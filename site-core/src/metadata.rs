//! Document head tags per page.

use crate::config::SiteIdentity;
use serde::Deserialize;

/// Static copy for one page's head.
#[derive(Debug, Clone, Default, PartialEq, Eq, Deserialize)]
#[serde(default)]
pub struct PageMeta {
    pub title: String,
    pub description: String,
    /// Route path with trailing slash, e.g. `/contact/`.
    pub path: String,
}

/// Which attribute names a `<meta>` tag.
#[derive(Debug, Clone, Copy, PartialEq, Eq)]
pub enum MetaKey {
    /// `<meta name=...>` (description, twitter cards)
    Name,
    /// `<meta property=...>` (Open Graph)
    Property,
}

impl MetaKey {
    pub fn attribute(self) -> &'static str {
        match self {
            MetaKey::Name => "name",
            MetaKey::Property => "property",
        }
    }
}

/// One element to place in `<head>`.
#[derive(Debug, Clone, PartialEq, Eq)]
pub enum HeadTag {
    Title(String),
    Meta {
        key: MetaKey,
        name: &'static str,
        content: String,
    },
    Link {
        rel: &'static str,
        href: String,
    },
}

impl HeadTag {
    fn name(name: &'static str, content: impl Into<String>) -> Self {
        HeadTag::Meta {
            key: MetaKey::Name,
            name,
            content: content.into(),
        }
    }

    fn property(name: &'static str, content: impl Into<String>) -> Self {
        HeadTag::Meta {
            key: MetaKey::Property,
            name,
            content: content.into(),
        }
    }
}

impl PageMeta {
    pub fn canonical_url(&self, origin: &str) -> String {
        format!("{}{}", origin.trim_end_matches('/'), self.path)
    }

    /// Title, description, canonical link, Open Graph and Twitter card tags.
    pub fn head_tags(&self, site: &SiteIdentity, origin: &str) -> Vec<HeadTag> {
        let url = self.canonical_url(origin);
        let image = format!("{}{}", origin.trim_end_matches('/'), site.og_image_path);

        vec![
            HeadTag::Title(self.title.clone()),
            HeadTag::name("description", &self.description),
            HeadTag::Link {
                rel: "canonical",
                href: url.clone(),
            },
            HeadTag::property("og:title", &self.title),
            HeadTag::property("og:description", &self.description),
            HeadTag::property("og:url", url),
            HeadTag::property("og:type", "website"),
            HeadTag::property("og:image", image.clone()),
            HeadTag::property("og:site_name", &site.name),
            HeadTag::name("twitter:card", "summary_large_image"),
            HeadTag::name("twitter:site", &site.twitter_handle),
            HeadTag::name("twitter:title", &self.title),
            HeadTag::name("twitter:description", &self.description),
            HeadTag::name("twitter:image", image),
        ]
    }
}

#[cfg(test)]
mod tests {
    use super::*;
    use crate::config::Pages;
    use pretty_assertions::assert_eq;

    fn content_of<'a>(tags: &'a [HeadTag], wanted: &str) -> Option<&'a str> {
        tags.iter().find_map(|tag| match tag {
            HeadTag::Meta { name, content, .. } if *name == wanted => Some(content.as_str()),
            _ => None,
        })
    }

    #[test]
    fn contact_page_tags() {
        let pages = Pages::default();
        let tags = pages
            .contact
            .head_tags(&SiteIdentity::default(), "https://touchstone-ds.com");

        assert_eq!(tags.len(), 14);
        assert_eq!(
            tags[0],
            HeadTag::Title("Contact Us | Touchstone Digital Solutions".into())
        );
        assert_eq!(
            tags[2],
            HeadTag::Link {
                rel: "canonical",
                href: "https://touchstone-ds.com/contact/".into(),
            }
        );
        assert_eq!(
            content_of(&tags, "og:url"),
            Some("https://touchstone-ds.com/contact/")
        );
        assert_eq!(
            content_of(&tags, "twitter:image"),
            Some("https://touchstone-ds.com/og-image.jpg")
        );
        assert_eq!(content_of(&tags, "twitter:site"), Some("@touchstone_ds"));
    }

    #[test]
    fn og_tags_use_property_attribute() {
        let tags = Pages::default()
            .home
            .head_tags(&SiteIdentity::default(), "http://localhost:8080");
        for tag in &tags {
            if let HeadTag::Meta { key, name, .. } = tag {
                let expected = if name.starts_with("og:") {
                    MetaKey::Property
                } else {
                    MetaKey::Name
                };
                assert_eq!(*key, expected, "{name}");
            }
        }
    }

    #[test]
    fn origin_trailing_slash_is_not_doubled() {
        let home = Pages::default().home;
        assert_eq!(home.canonical_url("https://a.test/"), "https://a.test/");
        assert_eq!(home.canonical_url("https://a.test"), "https://a.test/");
    }
}
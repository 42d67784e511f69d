use super::SectionHeader;
use leptos::prelude::*;
use touchstone_core::config::SiteConfig;

#[component]
pub fn CallToAction() -> impl IntoView {
    let phone_href = expect_context::<SiteConfig>().contact.phone_href();
    view! {
        <section class="cta">
            <div class="container">
                <SectionHeader id="cta" />
                <div class="cta-actions">
                    <a href="/contact" class="btn btn-primary">"Contact Us"</a>
                    <a href=phone_href class="btn btn-secondary">"Call Us"</a>
                </div>
            </div>
        </section>
    }
}
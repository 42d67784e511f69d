// Touchstone Digital Solutions site - Leptos 0.8 CSR

mod browser;
mod logging;
mod pages;
mod relay;
mod sections;

use leptos::prelude::*;
use leptos_router::components::{Route, Router, Routes};
use leptos_router::path;
use pages::{ContactPage, HomePage};
use sections::{Footer, Nav};
use touchstone_core::config::SiteConfig;
use touchstone_core::content::ContentCatalog;

fn main() {
    console_error_panic_hook::set_once();
    logging::init();
    leptos::mount::mount_to_body(|| view! { <App/> });
}

#[component]
fn App() -> impl IntoView {
    provide_context(SiteConfig::embedded());
    provide_context(ContentCatalog::embedded());

    view! {
        <Router>
            <Nav />
            <main>
                <Routes fallback=|| view! { <HomePage /> }>
                    <Route path=path!("/") view=HomePage />
                    <Route path=path!("/contact") view=ContactPage />
                </Routes>
            </main>
            <Footer />
        </Router>
    }
}
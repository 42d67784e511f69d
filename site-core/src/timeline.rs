//! Deterministic timer host for a [`Carousel`].
//!
//! Interprets [`TimerCommand`]s against a virtual clock, the same way the
//! landing page interprets them against browser timers. Time only moves when
//! [`Timeline::advance`] is called.

use crate::carousel::{Carousel, CarouselEvent, TimerCommand};
use crate::timers::TimerSlots;
use std::time::Duration;

#[derive(Debug, Clone, Copy, PartialEq, Eq)]
struct Interval {
    period: Duration,
    due: Duration,
}

/// Virtual clock with at most one repeating auto-advance timer and any number
/// of one-shot resume timers.
///
/// The landing page's `CarouselDriver` interprets the same commands against
/// browser timers through the same [`TimerSlots`]; keep the two in step.
#[derive(Debug, Default)]
pub struct Timeline {
    now: Duration,
    slots: TimerSlots<Interval, Duration>,
}

impl Timeline {
    /// Start a timeline at t=0 for a just-mounted carousel.
    pub fn mount(carousel: &Carousel) -> Self {
        let mut timeline = Self::default();
        timeline.apply(carousel.mount());
        timeline
    }

    pub fn now(&self) -> Duration {
        self.now
    }

    /// Armed timers (auto-advance plus pending resumes).
    pub fn pending(&self) -> usize {
        self.slots.pending()
    }

    pub fn is_auto_advance_armed(&self) -> bool {
        self.slots.auto_advance().is_some()
    }

    /// Deliver a user event at the current instant.
    pub fn dispatch(&mut self, carousel: &mut Carousel, event: CarouselEvent) {
        if self.slots.is_torn_down() {
            return;
        }
        let commands = carousel.handle(event);
        self.apply(commands);
    }

    /// Move the clock forward, firing every timer that falls due on the way.
    ///
    /// Timers due at the same instant fire resume-first.
    pub fn advance(&mut self, carousel: &mut Carousel, by: Duration) {
        let target = self.now + by;
        while !self.slots.is_torn_down() {
            let next_resume = self
                .slots
                .resumes()
                .min_by_key(|(_, due)| **due)
                .map(|(id, due)| (id, *due));
            let next_auto = self.slots.auto_advance().map(|interval| interval.due);

            let fire_resume = match (next_resume, next_auto) {
                (Some((_, resume)), Some(auto)) => resume <= auto,
                (Some(_), None) => true,
                (None, Some(_)) => false,
                (None, None) => break,
            };

            let event = if fire_resume {
                let Some((id, due)) = next_resume else { break };
                if due > target {
                    break;
                }
                self.now = due;
                self.slots.take_resume(id);
                CarouselEvent::Resume
            } else {
                let Some(interval) = self.slots.auto_advance_mut() else { break };
                if interval.due > target {
                    break;
                }
                self.now = interval.due;
                interval.due += interval.period;
                CarouselEvent::AutoAdvance
            };

            let commands = carousel.handle(event);
            self.apply(commands);
        }
        if !self.slots.is_torn_down() {
            self.now = target;
        }
    }

    /// Cancel every timer. Nothing fires afterwards.
    pub fn teardown(&mut self) {
        self.slots.teardown();
    }

    fn apply(&mut self, commands: Vec<TimerCommand>) {
        for command in commands {
            match command {
                TimerCommand::ScheduleAutoAdvance(period) => {
                    self.slots.arm_auto_advance(Interval {
                        period,
                        due: self.now + period,
                    });
                }
                TimerCommand::CancelAutoAdvance => {
                    self.slots.cancel_auto_advance();
                }
                TimerCommand::ScheduleResume(delay) => {
                    let id = self.slots.reserve_resume();
                    self.slots.arm_resume(id, self.now + delay);
                }
            }
        }
    }
}
//! Literal site copy, injected as data.
//!
//! Testimonials and section headings come from `content/catalog.json` rather
//! than living in component code. Components look copy up by section id.

use crate::SiteError;
use serde::Deserialize;
use std::collections::BTreeMap;

pub const EMBEDDED_CATALOG_JSON: &str = include_str!("../content/catalog.json");

#[derive(Debug, Clone, PartialEq, Eq, Deserialize)]
pub struct Testimonial {
    pub id: String,
    pub quote: String,
    pub author: String,
    pub role: String,
    #[serde(default)]
    pub image: Option<String>,
    #[serde(default)]
    pub logo: Option<String>,
}

/// What to draw above a testimonial's name.
#[derive(Debug, Clone, Copy, PartialEq, Eq)]
pub enum Avatar<'a> {
    /// Organisation logo, drawn uncropped.
    Logo(&'a str),
    /// Portrait, drawn in a circle.
    Image(&'a str),
    /// No picture; a circle with the author's first letter.
    Initial(char),
}

impl Testimonial {
    pub fn avatar(&self) -> Avatar<'_> {
        if let Some(logo) = self.logo.as_deref() {
            Avatar::Logo(logo)
        } else if let Some(image) = self.image.as_deref() {
            Avatar::Image(image)
        } else {
            Avatar::Initial(self.author.chars().next().unwrap_or('?'))
        }
    }
}

/// Heading and blurb of one page section.
///
/// Headings render as `lead <accent> tail`, with the accent highlighted.
#[derive(Debug, Clone, Default, PartialEq, Eq, Deserialize)]
#[serde(default)]
pub struct SectionCopy {
    pub eyebrow: Option<String>,
    pub lead: String,
    pub accent: String,
    pub tail: String,
    pub description: String,
}

#[derive(Debug, Clone, Default, PartialEq, Eq, Deserialize)]
#[serde(default)]
pub struct ContentCatalog {
    pub testimonials: Vec<Testimonial>,
    pub sections: BTreeMap<String, SectionCopy>,
}

impl ContentCatalog {
    pub fn from_json_str(content: &str) -> Result<Self, SiteError> {
        Ok(serde_json::from_str(content)?)
    }

    /// Load the embedded catalog; an empty catalog if it is invalid.
    pub fn embedded() -> Self {
        match Self::from_json_str(EMBEDDED_CATALOG_JSON) {
            Ok(catalog) => catalog,
            Err(e) => {
                tracing::error!(error = %e, "embedded catalog.json rejected");
                Self::default()
            }
        }
    }

    pub fn section(&self, id: &str) -> Result<&SectionCopy, SiteError> {
        self.sections
            .get(id)
            .ok_or_else(|| SiteError::MissingSection(id.to_string()))
    }

    /// Section copy, or blank copy (logged) when the id is unknown.
    pub fn section_or_blank(&self, id: &str) -> SectionCopy {
        match self.section(id) {
            Ok(copy) => copy.clone(),
            Err(e) => {
                tracing::warn!(error = %e, "rendering section without copy");
                SectionCopy::default()
            }
        }
    }
}

#[cfg(test)]
mod tests {
    use super::*;
    use pretty_assertions::assert_eq;

    #[test]
    fn embedded_catalog_parses() {
        let catalog = ContentCatalog::from_json_str(EMBEDDED_CATALOG_JSON).expect("catalog");
        assert_eq!(catalog.testimonials.len(), 6);
        assert_eq!(catalog.testimonials[0].author, "Seton Hall Prep (NJ)");
        for id in ["hero", "solutions", "testimonials", "how_it_works", "cta", "contact_form"] {
            assert!(catalog.section(id).is_ok(), "missing section {id}");
        }
    }

    #[test]
    fn testimonial_ids_are_unique() {
        let catalog = ContentCatalog::embedded();
        let mut ids: Vec<_> = catalog.testimonials.iter().map(|t| t.id.as_str()).collect();
        ids.sort_unstable();
        ids.dedup();
        assert_eq!(ids.len(), catalog.testimonials.len());
    }

    #[test]
    fn avatar_prefers_logo_then_image_then_initial() {
        let mut t = Testimonial {
            id: "x".into(),
            quote: "q".into(),
            author: "Brown University (RI)".into(),
            role: "AD".into(),
            image: Some("/people/ad.jpg".into()),
            logo: Some("/clients/brown.png".into()),
        };
        assert_eq!(t.avatar(), Avatar::Logo("/clients/brown.png"));

        t.logo = None;
        assert_eq!(t.avatar(), Avatar::Image("/people/ad.jpg"));

        t.image = None;
        assert_eq!(t.avatar(), Avatar::Initial('B'));
    }

    #[test]
    fn unknown_section_is_reported() {
        let catalog = ContentCatalog::default();
        let err = catalog.section("pricing").unwrap_err();
        assert_eq!(err.to_string(), "content catalog is missing section `pricing`");
        assert_eq!(catalog.section_or_blank("pricing"), SectionCopy::default());
    }

    #[test]
    fn optional_fields_default() {
        let catalog = ContentCatalog::from_json_str(
            r#"{"testimonials":[{"id":"a","quote":"q","author":"Ann","role":"r"}]}"#,
        )
        .expect("minimal catalog");
        assert_eq!(catalog.testimonials[0].avatar(), Avatar::Initial('A'));
        assert!(catalog.sections.is_empty());
    }
}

################

Everything from the line containing "self.slots.arm_resume(id, self.now +" through the line containing "Testimonials and section" in the material above should be retyped exactly, both ends included, and nothing more.

ANSWER SECTION:
                    self.slots.arm_resume(id, self.now + delay);
                }
            }
        }
    }
}
//! Literal site copy, injected as data.
//!
//! Testimonials and section headings come from `content/catalog.json` rather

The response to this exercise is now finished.